• **What is expected**
Below are the records; pull every line that includes "AppConfig".

• **Data listing**
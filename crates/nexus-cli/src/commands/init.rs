//! `nexus init`: write a starter configuration file.

use crate::{
    cli::{GlobalArgs, InitArgs},
    config::AppConfig,
    error::{CliError, CliResult},
    output::OutputManager,
};

/// Create a configuration file holding the built-in metadata defaults.
pub fn execute(args: InitArgs, global: &GlobalArgs, output: &OutputManager) -> CliResult<()> {
    let config_path = AppConfig::init_path(global.config.as_deref());

    if config_path.exists() && !args.force {
        output.warning(&format!(
            "Config already exists at {}  (use --force to overwrite)",
            config_path.display(),
        ))?;
        return Ok(());
    }

    let toml = toml::to_string_pretty(&AppConfig::starter()).map_err(|e| CliError::ConfigError {
        message: format!("Failed to serialise default config: {e}"),
        source: Some(Box::new(e)),
    })?;

    if let Some(parent) = config_path.parent().filter(|p| !p.as_os_str().is_empty()) {
        std::fs::create_dir_all(parent).map_err(|e| CliError::IoError {
            message: format!("Failed to create config directory '{}'", parent.display()),
            source: e,
        })?;
    }

    std::fs::write(&config_path, &toml).map_err(|e| CliError::IoError {
        message: format!("Failed to write config to '{}'", config_path.display()),
        source: e,
    })?;

    output.success(&format!("Configuration created at {}", config_path.display()))?;
    Ok(())
}
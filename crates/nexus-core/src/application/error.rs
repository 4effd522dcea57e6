//! Application layer errors.
//!
//! These errors represent failures in orchestration: the target directory,
//! a generator strategy, a port adapter or the install step. Business rule
//! violations are `DomainError` from `crate::domain`.

use std::path::PathBuf;
use thiserror::Error;

use crate::error::ErrorCategory;

/// Reason recorded when the user declines the non-empty-directory prompt.
pub const CANCELLED_BY_USER: &str = "generation cancelled by user";

/// Errors that occur during application orchestration.
#[derive(Debug, Error, Clone, PartialEq)]
pub enum ApplicationError {
    /// Target directory is unsafe to write into and nobody agreed to proceed.
    #[error("Directory {path}: {reason}")]
    Directory { path: PathBuf, reason: String },

    /// A generator strategy failed mid-write. Partial output stays on disk.
    #[error("Generator '{generator}' failed: {reason}")]
    Generation { generator: String, reason: String },

    /// Dependency installation failed. Recoverable: the scaffold is valid.
    #[error("'{command}' failed: {reason}")]
    Install { command: String, reason: String },

    /// Filesystem operation failed.
    #[error("Filesystem error at {path}: {reason}")]
    Filesystem { path: PathBuf, reason: String },

    /// No strategy registered under this architecture name.
    #[error("Architecture '{name}' is not recognized")]
    ArchitectureNotRecognized { name: String },

    /// No generator registered for this frontend framework.
    #[error("Frontend framework '{name}' has no generator")]
    FrontendNotRecognized { name: String },

    /// Reading an interactive answer failed.
    #[error("Prompt '{key}' failed: {reason}")]
    Prompt { key: String, reason: String },

    /// Interactive mode was required but no interactive prompter exists.
    #[error("Interactive prompts are not available: {reason}")]
    InteractiveUnavailable { reason: String },
}

impl ApplicationError {
    pub fn directory(path: impl Into<PathBuf>, reason: impl Into<String>) -> Self {
        Self::Directory {
            path: path.into(),
            reason: reason.into(),
        }
    }

    pub fn generation(generator: impl Into<String>, reason: impl Into<String>) -> Self {
        Self::Generation {
            generator: generator.into(),
            reason: reason.into(),
        }
    }

    pub fn filesystem(path: impl Into<PathBuf>, reason: impl ToString) -> Self {
        Self::Filesystem {
            path: path.into(),
            reason: reason.to_string(),
        }
    }

    /// True for the user-declined directory prompt.
    pub fn is_cancellation(&self) -> bool {
        matches!(self, Self::Directory { reason, .. } if reason == CANCELLED_BY_USER)
    }

    /// Get user-actionable suggestions.
    pub fn suggestions(&self) -> Vec<String> {
        match self {
            Self::Directory { path, .. } => vec![
                format!("Target directory: {}", path.display()),
                "Use --yes to confirm writing into a non-empty directory".into(),
                "Use --force to skip the check entirely".into(),
                "Or choose another location with --directory".into(),
            ],
            Self::Generation { generator, .. } => vec![
                format!("The '{}' generator stopped part-way through", generator),
                "Files written before the failure were left on disk".into(),
                "Remove the partial output and run again".into(),
            ],
            Self::Install { command, .. } => vec![
                "The project was created; only dependency installation failed".into(),
                format!("Run manually: {}", command),
            ],
            Self::Filesystem { path, .. } => vec![
                format!("Failed to access: {}", path.display()),
                "Check that you have write permissions".into(),
                "Ensure the parent directory exists".into(),
            ],
            Self::ArchitectureNotRecognized { .. } => vec![
                "Valid architectures: mvc, clean, hexagonal (alias: hexa)".into(),
                "Try: nexus list".into(),
            ],
            Self::FrontendNotRecognized { .. } => {
                vec!["Valid frontend frameworks: react, vue, angular".into()]
            }
            Self::Prompt { .. } => vec![
                "Run in a terminal, or pass flags such as --type to skip prompts".into(),
            ],
            Self::InteractiveUnavailable { .. } => vec![
                "Pass --type (or --model) to run without prompts".into(),
                "Or build with the 'interactive' feature enabled".into(),
            ],
        }
    }

    /// Get error category.
    pub fn category(&self) -> ErrorCategory {
        match self {
            Self::Directory { .. } if self.is_cancellation() => ErrorCategory::Cancelled,
            Self::Directory { .. } => ErrorCategory::Validation,
            Self::ArchitectureNotRecognized { .. } | Self::FrontendNotRecognized { .. } => {
                ErrorCategory::NotFound
            }
            Self::InteractiveUnavailable { .. } => ErrorCategory::Configuration,
            Self::Prompt { .. } => ErrorCategory::Cancelled,
            Self::Generation { .. } | Self::Install { .. } | Self::Filesystem { .. } => {
                ErrorCategory::Internal
            }
        }
    }
}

• **Solution**
    config::AppConfig,
    let config_path = AppConfig::init_path(global.config.as_deref());
    let toml = toml::to_string_pretty(&AppConfig::starter()).map_err(|e| CliError::ConfigError {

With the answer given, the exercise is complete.